Selon une étude, l’art abstrait nous est particulièrement attirant puisqu’il permettrait au cerveau de se libérer de l’emprise de la réalité en lui donnant accès à certains états autrement inaccessibles et en le dotant de la capacité de créer divers assemblages émotionnels et cognitifs. Être en contact avec des œuvres d’art plus difficiles à comprendre et dont l’esthétique est plus difficile à apprécier suscite une réelle réflexion en nous. Nous ne faisons pas que contempler une œuvre d’art, nous l’examinons et l’observons, nous cherchons à la comprendre, et nous tentons même de la déchiffrer. Toutes ces actions contribuent au développement de notre capacité d’abstraction et accroissent conséquemment nos habilités de résolution de problèmes.
L’art est source de conversation et d’échange, il permet d’accroître notre sentiment d’empathie, cette faculté essentielle à notre société — tout comme à notre Parlement — puisqu’elle nécessite une écoute active et la compréhension d’autrui.
En bref, chers collègues, l’art nous apprend à écouter, à regarder, à observer, à comprendre et à imaginer. Il en est ainsi de toutes les formes d’art, y compris celles qui n’utilisent pas la parole, comme les arts visuels, la musique, la danse et les arts performatifs.

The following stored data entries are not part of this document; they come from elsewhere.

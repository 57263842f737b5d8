//! Error conversion for tool bodies
//!
//! Lets a tool implementation use `?` on foreign error types and end up with an
//! `rmcp::ErrorData`.

use rmcp::ErrorData as McpError;

pub type McpResult<T> = Result<T, McpError>;

/// Conversion into an MCP error
///
/// ```rust,ignore
/// impl IntoMcpError for FizzyError {
///     fn into_mcp_error(self) -> McpError {
///         McpError::internal_error(self.to_string(), None)
///     }
/// }
/// ```
pub trait IntoMcpError {
    fn into_mcp_error(self) -> McpError;
}

impl IntoMcpError for serde_json::Error {
    fn into_mcp_error(self) -> McpError {
        McpError::internal_error(format!("JSON error: {}", self), None)
    }
}

impl IntoMcpError for anyhow::Error {
    fn into_mcp_error(self) -> McpError {
        McpError::internal_error(self.to_string(), None)
    }
}

impl IntoMcpError for String {
    fn into_mcp_error(self) -> McpError {
        McpError::internal_error(self, None)
    }
}

/// `to_mcp_err()` for any `Result` whose error implements [`IntoMcpError`]
pub trait ResultExt<T> {
    fn to_mcp_err(self) -> Result<T, McpError>;
}

impl<T, E: IntoMcpError> ResultExt<T> for Result<T, E> {
    fn to_mcp_err(self) -> Result<T, McpError> {
        self.map_err(IntoMcpError::into_mcp_error)
    }
}

pub fn internal_error(message: impl Into<String>) -> McpError {
    McpError::internal_error(message.into(), None)
}

pub fn invalid_params(message: impl Into<String>) -> McpError {
    McpError::invalid_params(message.into(), None)
}
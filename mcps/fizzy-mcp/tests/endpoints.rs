//! The full tool → request map: every tool, its method, path and body

mod common;

use std::collections::HashSet;

use axum::http::{Method, StatusCode};
use common::{text_of, Canned, MockBackend};
use fizzy_mcp::TOOL_NAMES;
use serde_json::{json, Value};

struct Case {
    tool: &'static str,
    args: Value,
    method: Method,
    /// Path (and query) as the backend receives it
    target: String,
    /// Expected JSON body; `None` means no body at all
    body: Option<Value>,
}

fn case(tool: &'static str, args: Value, method: Method, path: &str, body: Option<Value>) -> Case {
    let target = if path.starts_with("/my/") {
        path.to_string()
    } else {
        MockBackend::account_path(path)
    };
    Case {
        tool,
        args,
        method,
        target,
        body,
    }
}

fn cases() -> Vec<Case> {
    use Method as M;

    let card = || json!({ "card_number": 4 });
    let column = || json!({ "board_id": "b1", "column_id": "c1" });
    let comment = || json!({ "card_number": 4, "comment_id": "cm1" });
    let step = || json!({ "card_number": 4, "step_id": "s1" });
    let notification = || json!({ "notification_id": "n1" });

    vec![
        case("fizzy_get_identity", json!({}), M::GET, "/my/identity", None),
        // Boards
        case("fizzy_list_boards", json!({}), M::GET, "/boards", None),
        case("fizzy_get_board", json!({ "board_id": "b1" }), M::GET, "/boards/b1", None),
        case(
            "fizzy_create_board",
            json!({ "name": "Roadmap", "all_access": false }),
            M::POST,
            "/boards",
            Some(json!({ "board": { "name": "Roadmap", "all_access": false } })),
        ),
        case(
            "fizzy_update_board",
            json!({ "board_id": "b1", "name": "Roadmap 2026" }),
            M::PUT,
            "/boards/b1",
            Some(json!({ "board": { "name": "Roadmap 2026" } })),
        ),
        case("fizzy_delete_board", json!({ "board_id": "b1" }), M::DELETE, "/boards/b1", None),
        // Cards
        case(
            "fizzy_list_cards",
            json!({ "board_ids": "b1", "sorted_by": "oldest", "terms": ["login bug"] }),
            M::GET,
            "/cards?board_ids[]=b1&sorted_by=oldest&terms[]=login+bug",
            None,
        ),
        case("fizzy_get_card", card(), M::GET, "/cards/4", None),
        case(
            "fizzy_create_card",
            json!({
                "board_id": "b1",
                "title": "Fix login",
                "description": "<p>Broken on Safari</p>",
                "status": "drafted"
            }),
            M::POST,
            "/boards/b1/cards",
            Some(json!({ "card": {
                "title": "Fix login",
                "description": "<p>Broken on Safari</p>",
                "status": "drafted"
            } })),
        ),
        case(
            "fizzy_update_card",
            json!({ "card_number": "4", "title": "Fix login (Safari)", "tag_ids": ["t1", "t2"] }),
            M::PUT,
            "/cards/4",
            Some(json!({ "card": { "title": "Fix login (Safari)", "tag_ids": ["t1", "t2"] } })),
        ),
        case("fizzy_delete_card", card(), M::DELETE, "/cards/4", None),
        case("fizzy_close_card", card(), M::POST, "/cards/4/closure", None),
        case("fizzy_reopen_card", card(), M::DELETE, "/cards/4/closure", None),
        case("fizzy_move_to_not_now", card(), M::POST, "/cards/4/not_now", None),
        case(
            "fizzy_triage_card",
            json!({ "card_number": 4, "column_id": "c1" }),
            M::POST,
            "/cards/4/triage",
            Some(json!({ "column_id": "c1" })),
        ),
        case("fizzy_send_to_triage", card(), M::DELETE, "/cards/4/triage", None),
        case(
            "fizzy_toggle_assignment",
            json!({ "card_number": 4, "assignee_id": "u1" }),
            M::POST,
            "/cards/4/assignments",
            Some(json!({ "assignee_id": "u1" })),
        ),
        case(
            "fizzy_toggle_tag",
            json!({ "card_number": 4, "tag_title": "bug" }),
            M::POST,
            "/cards/4/taggings",
            Some(json!({ "tag_title": "bug" })),
        ),
        // Columns
        case("fizzy_list_columns", json!({ "board_id": "b1" }), M::GET, "/boards/b1/columns", None),
        case("fizzy_get_column", column(), M::GET, "/boards/b1/columns/c1", None),
        case(
            "fizzy_create_column",
            json!({ "board_id": "b1", "name": "Doing", "color": "lime" }),
            M::POST,
            "/boards/b1/columns",
            Some(json!({ "column": { "name": "Doing", "color": "var(--color-card-4)" } })),
        ),
        case(
            "fizzy_update_column",
            json!({ "board_id": "b1", "column_id": "c1", "name": "Done" }),
            M::PUT,
            "/boards/b1/columns/c1",
            Some(json!({ "column": { "name": "Done" } })),
        ),
        case("fizzy_delete_column", column(), M::DELETE, "/boards/b1/columns/c1", None),
        // Comments
        case("fizzy_list_comments", card(), M::GET, "/cards/4/comments", None),
        case("fizzy_get_comment", comment(), M::GET, "/cards/4/comments/cm1", None),
        case(
            "fizzy_create_comment",
            json!({ "card_number": 4, "body": "Looks good" }),
            M::POST,
            "/cards/4/comments",
            Some(json!({ "comment": { "body": "Looks good" } })),
        ),
        case(
            "fizzy_update_comment",
            json!({ "card_number": 4, "comment_id": "cm1", "body": "Looks great" }),
            M::PUT,
            "/cards/4/comments/cm1",
            Some(json!({ "comment": { "body": "Looks great" } })),
        ),
        case("fizzy_delete_comment", comment(), M::DELETE, "/cards/4/comments/cm1", None),
        // Steps
        case("fizzy_get_step", step(), M::GET, "/cards/4/steps/s1", None),
        case(
            "fizzy_create_step",
            json!({ "card_number": 4, "content": "Write test", "completed": false }),
            M::POST,
            "/cards/4/steps",
            Some(json!({ "step": { "content": "Write test", "completed": false } })),
        ),
        case(
            "fizzy_update_step",
            json!({ "card_number": 4, "step_id": "s1", "content": "Write tests" }),
            M::PUT,
            "/cards/4/steps/s1",
            Some(json!({ "step": { "content": "Write tests" } })),
        ),
        case("fizzy_delete_step", step(), M::DELETE, "/cards/4/steps/s1", None),
        // Tags & users
        case("fizzy_list_tags", json!({}), M::GET, "/tags", None),
        case("fizzy_list_users", json!({}), M::GET, "/users", None),
        case("fizzy_get_user", json!({ "user_id": "u1" }), M::GET, "/users/u1", None),
        // Notifications
        case("fizzy_list_notifications", json!({}), M::GET, "/notifications", None),
        case(
            "fizzy_mark_notification_read",
            notification(),
            M::POST,
            "/notifications/n1/reading",
            None,
        ),
        case(
            "fizzy_mark_notification_unread",
            notification(),
            M::DELETE,
            "/notifications/n1/reading",
            None,
        ),
        case(
            "fizzy_mark_all_notifications_read",
            json!({}),
            M::POST,
            "/notifications/bulk_reading",
            None,
        ),
    ]
}

#[test]
fn test_every_tool_has_a_case() {
    let covered: HashSet<&str> = cases().iter().map(|c| c.tool).collect();
    let registered: HashSet<&str> = TOOL_NAMES.iter().copied().collect();
    assert_eq!(covered, registered);
    assert_eq!(cases().len(), TOOL_NAMES.len());
}

#[tokio::test]
async fn test_each_tool_issues_its_request() {
    for case in cases() {
        let canned = if case.method == Method::GET {
            Canned::json(StatusCode::OK, json!({ "id": "x1" }))
        } else {
            Canned::empty(StatusCode::NO_CONTENT)
        };
        let backend = MockBackend::start(canned).await;

        let result = backend.server().handle_call(case.tool, case.args).await;
        assert_eq!(
            result.is_error,
            Some(false),
            "{}: {}",
            case.tool,
            text_of(&result)
        );

        let request = backend.only_request();
        let target = match &request.query {
            Some(query) => format!("{}?{}", request.path, query),
            None => request.path.clone(),
        };
        assert_eq!(request.method, case.method, "{}", case.tool);
        assert_eq!(target, case.target, "{}", case.tool);

        match &case.body {
            Some(body) => assert_eq!(&request.json(), body, "{}", case.tool),
            None => assert!(request.body.is_empty(), "{}: unexpected body", case.tool),
        }

        if case.method == Method::GET {
            let returned: Value = serde_json::from_str(&text_of(&result)).unwrap();
            assert_eq!(returned, json!({ "id": "x1" }), "{}", case.tool);
        } else {
            assert_eq!(text_of(&result), "null", "{}", case.tool);
        }
    }
}
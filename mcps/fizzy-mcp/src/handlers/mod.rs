//! Handler implementations for Fizzy MCP tools
//!
//! One function per tool. Each builds a path, wraps body fields in the
//! resource-named envelope Fizzy expects (`{"card": {...}}`), and makes one
//! call through [`FizzyClient`]. Filtering, ordering and permissions are the
//! backend's business.

pub mod board;
pub mod card;
pub mod column;
pub mod comment;
pub mod identity;
pub mod notification;
pub mod step;
pub mod tag;
pub mod user;

use mcp_common::{internal_error, IntoMcpError, McpError};
use serde::Serialize;
use serde_json::Value;

use crate::fizzy::{FizzyClient, FizzyError, FizzyResult};

impl IntoMcpError for FizzyError {
    fn into_mcp_error(self) -> McpError {
        internal_error(self.to_string())
    }
}

/// POST to an action endpoint, discarding whatever comes back
async fn post_action(client: &FizzyClient, path: &str) -> FizzyResult<()> {
    client.post_empty::<Value>(path).await?;
    Ok(())
}

/// POST an action that carries a small body, discarding the response
async fn post_action_with<B: Serialize + ?Sized>(
    client: &FizzyClient,
    path: &str,
    body: &B,
) -> FizzyResult<()> {
    client.post::<B, Value>(path, body).await?;
    Ok(())
}
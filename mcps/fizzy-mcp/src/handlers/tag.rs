//! Tag handler

use crate::fizzy::{FizzyClient, FizzyResult};
use crate::types::{Remote, Tag};

/// All tags in the account, alphabetical
pub async fn list_tags(client: &FizzyClient) -> FizzyResult<Remote<Vec<Tag>>> {
    Ok(client.get("/tags").await?.data)
}
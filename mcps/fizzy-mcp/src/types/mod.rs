//! Shapes of the JSON the Fizzy backend returns
//!
//! Handlers return bodies wrapped in [`Remote`], which hands the backend's
//! JSON back to the caller untouched. The structs here describe what that JSON
//! holds and are what [`Remote::decode`] produces; fields the backend omits
//! decode to their defaults.

pub mod board;
pub mod card;
pub mod column;
pub mod comment;
pub mod common;
pub mod identity;
pub mod notification;
pub mod step;
pub mod tag;

pub use board::Board;
pub use card::Card;
pub use column::Column;
pub use comment::{Comment, CommentBody};
pub use common::{Created, Remote, User};
pub use identity::{Account, Identity};
pub use notification::{Notification, NotificationCard};
pub use step::Step;
pub use tag::Tag;
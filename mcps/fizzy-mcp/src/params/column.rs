//! Column parameter types

use schemars::JsonSchema;
use serde::{Deserialize, Serialize};

/// Column color tokens accepted by Fizzy
///
/// The wire value is the CSS variable; the plain color names are accepted as
/// aliases.
#[derive(Debug, Clone, Copy, PartialEq, Eq, Serialize, Deserialize, JsonSchema)]
pub enum ColumnColor {
    #[serde(rename = "var(--color-card-default)", alias = "blue", alias = "default")]
    Blue,
    #[serde(rename = "var(--color-card-1)", alias = "gray")]
    Gray,
    #[serde(rename = "var(--color-card-2)", alias = "tan")]
    Tan,
    #[serde(rename = "var(--color-card-3)", alias = "yellow")]
    Yellow,
    #[serde(rename = "var(--color-card-4)", alias = "lime")]
    Lime,
    #[serde(rename = "var(--color-card-5)", alias = "aqua")]
    Aqua,
    #[serde(rename = "var(--color-card-6)", alias = "violet")]
    Violet,
    #[serde(rename = "var(--color-card-7)", alias = "purple")]
    Purple,
    #[serde(rename = "var(--color-card-8)", alias = "pink")]
    Pink,
}

/// Parameters addressing one column
#[derive(Debug, Serialize, Deserialize, JsonSchema)]
pub struct ColumnIdParams {
    #[schemars(description = "The ID of the board")]
    pub board_id: String,

    #[schemars(description = "The ID of the column")]
    pub column_id: String,
}

/// Parameters for creating a column
#[derive(Debug, Serialize, Deserialize, JsonSchema)]
pub struct CreateColumnParams {
    #[schemars(description = "The ID of the board")]
    pub board_id: String,

    #[schemars(description = "The name of the column")]
    pub name: String,

    #[schemars(description = "Column color: var(--color-card-default) (Blue), var(--color-card-1) (Gray), var(--color-card-2) (Tan), var(--color-card-3) (Yellow), var(--color-card-4) (Lime), var(--color-card-5) (Aqua), var(--color-card-6) (Violet), var(--color-card-7) (Purple), var(--color-card-8) (Pink)")]
    pub color: Option<ColumnColor>,
}

/// Parameters for updating a column
#[derive(Debug, Serialize, Deserialize, JsonSchema)]
pub struct UpdateColumnParams {
    #[schemars(description = "The ID of the board")]
    pub board_id: String,

    #[schemars(description = "The ID of the column to update")]
    pub column_id: String,

    #[schemars(description = "The new name of the column")]
    pub name: Option<String>,

    #[schemars(description = "The new color of the column")]
    pub color: Option<ColumnColor>,
}
//! Notification parameter types

use schemars::JsonSchema;
use serde::{Deserialize, Serialize};

#[derive(Debug, Serialize, Deserialize, JsonSchema)]
pub struct NotificationIdParams {
    #[schemars(description = "The ID of the notification")]
    pub notification_id: String,
}
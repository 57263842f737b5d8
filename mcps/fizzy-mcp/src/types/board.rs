//! Board type definitions

use chrono::{DateTime, Utc};
use serde::{Deserialize, Serialize};

use super::common::User;

#[derive(Debug, Clone, Default, PartialEq, Serialize, Deserialize)]
#[serde(default)]
pub struct Board {
    pub id: String,

    pub name: String,

    /// Whether every user in the account can see the board
    pub all_access: bool,

    pub created_at: Option<DateTime<Utc>>,

    pub url: String,

    pub creator: Option<User>,
}
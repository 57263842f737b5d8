//! fizzy-mcp binary: serve the Fizzy tools over stdio
//!
//! Requires `FIZZY_BASE_URL`, `FIZZY_ACCOUNT_ID` and `FIZZY_ACCESS_TOKEN`,
//! either in the environment or in the TOML file passed with `--config`.

use std::path::PathBuf;

use clap::Parser;
use rmcp::ServiceExt;

use fizzy_mcp::{Config, FizzyClient, FizzyMcpServer};

#[derive(Parser, Debug)]
#[command(name = "fizzy-mcp", version, about = "MCP server for the Fizzy API")]
struct Args {
    /// Optional TOML file with base_url, account_id and access_token
    #[arg(long, env = "FIZZY_CONFIG_PATH")]
    config: Option<PathBuf>,
}

#[tokio::main]
async fn main() -> anyhow::Result<()> {
    let args = Args::parse();

    mcp_common::init_tracing("fizzy_mcp")?;

    let config = Config::load(args.config.as_deref())?;
    tracing::info!(
        base_url = %config.base_url,
        account_id = %config.account_id,
        "Starting fizzy_mcp MCP Server"
    );

    let server = FizzyMcpServer::new(FizzyClient::new(config)?);
    let service = server.serve(rmcp::transport::stdio()).await?;

    tracing::info!("Server running, waiting for requests...");

    service.waiting().await?;

    tracing::info!("Server shutting down");
    Ok(())
}
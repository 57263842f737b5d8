//! In-process tool dispatch
//!
//! [`EmbeddableMcp`] is the name-keyed face of a server: the ordered list of
//! tool descriptors it advertises, and a `call_tool` that routes an untyped
//! JSON argument bag to the matching typed handler. The stdio front-end and
//! embedding hosts both go through it, so both see the same errors.

use async_trait::async_trait;
use rmcp::model::{CallToolResult, Tool};
use serde_json::Value;

/// Errors produced while routing a tool call
#[derive(Debug, thiserror::Error)]
pub enum EmbeddableError {
    /// No tool with this name is registered
    #[error("unknown tool: {0}")]
    UnknownTool(String),

    /// The argument bag could not be coerced into the tool's parameter type
    #[error("invalid arguments: {0}")]
    InvalidParams(#[from] serde_json::Error),

    /// The tool ran and failed; the message is passed through verbatim
    #[error("{0}")]
    ToolFailed(String),
}

impl From<rmcp::ErrorData> for EmbeddableError {
    fn from(err: rmcp::ErrorData) -> Self {
        EmbeddableError::ToolFailed(err.message.to_string())
    }
}

pub type EmbeddableResult<T> = Result<T, EmbeddableError>;

/// A server whose tools can be listed and invoked by name without a transport
///
/// Implementations hold no per-call state, so `call_tool` may be awaited from
/// any task.
#[async_trait]
pub trait EmbeddableMcp: Send + Sync {
    /// Name used in MCP configuration files
    fn server_name(&self) -> &str;

    /// Every tool descriptor, in registry order
    fn list_tools(&self) -> Vec<Tool>;

    /// Route `name` + `params` to the matching handler
    ///
    /// Fails with [`EmbeddableError::UnknownTool`] when `name` is not in
    /// [`list_tools`](Self::list_tools).
    async fn call_tool(&self, name: &str, params: Value) -> EmbeddableResult<CallToolResult>;

    fn server_description(&self) -> Option<&str> {
        None
    }

    fn server_version(&self) -> Option<&str> {
        None
    }
}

En tant que législateurs, nous sommes entourés d’œuvres d’art magnifiques dans les différents édifices du Parlement où nous travaillons. La majorité de ces œuvres sont d’une autre époque, certaines relatent des pans de l’histoire de notre pays. Or, l’arrivée d’un artiste visuel contemporain au Parlement du Canada nous incitera à porter un nouveau regard sur notre institution et influencera sûrement notre manière d’assumer notre rôle de parlementaires, car, de tout temps les œuvres d’art cherchent à transformer nos regards et nous poussent à nous indigner et à agir face aux injustices.
Voilà pourquoi je voterai en faveur de ce projet de loi et vous invite à faire de même.
J’en profite pour remercier tous les artistes canadiens qui illuminent notre monde et toutes les associations qui les soutiennent, comme l’Association des groupes en arts visuels francophones dont je respecte énormément le travail.
Enfin, honorables sénateurs, permettez-moi d’exprimer le souhait que nous puissions aussi, dans un avenir rapproché, créer un poste de compositeur officiel du Parlement, comme cela existe ailleurs, pour le bien de tous. Vous pouvez compter sur moi pour vous le rappeler dans le cadre d’un projet de loi. Si cela n’est pas suffisant, je le ferai en chantant, en dansant et en utilisant tous les sens et les moyens à ma disposition pour vous en convaincre.
Je vous remercie de votre attention.
Vous plaît-il, honorables sénateurs, d’adopter la motion?
Des voix : D’accord.
(La motion est adoptée et le projet de loi, lu pour la troisième fois, est adopté.)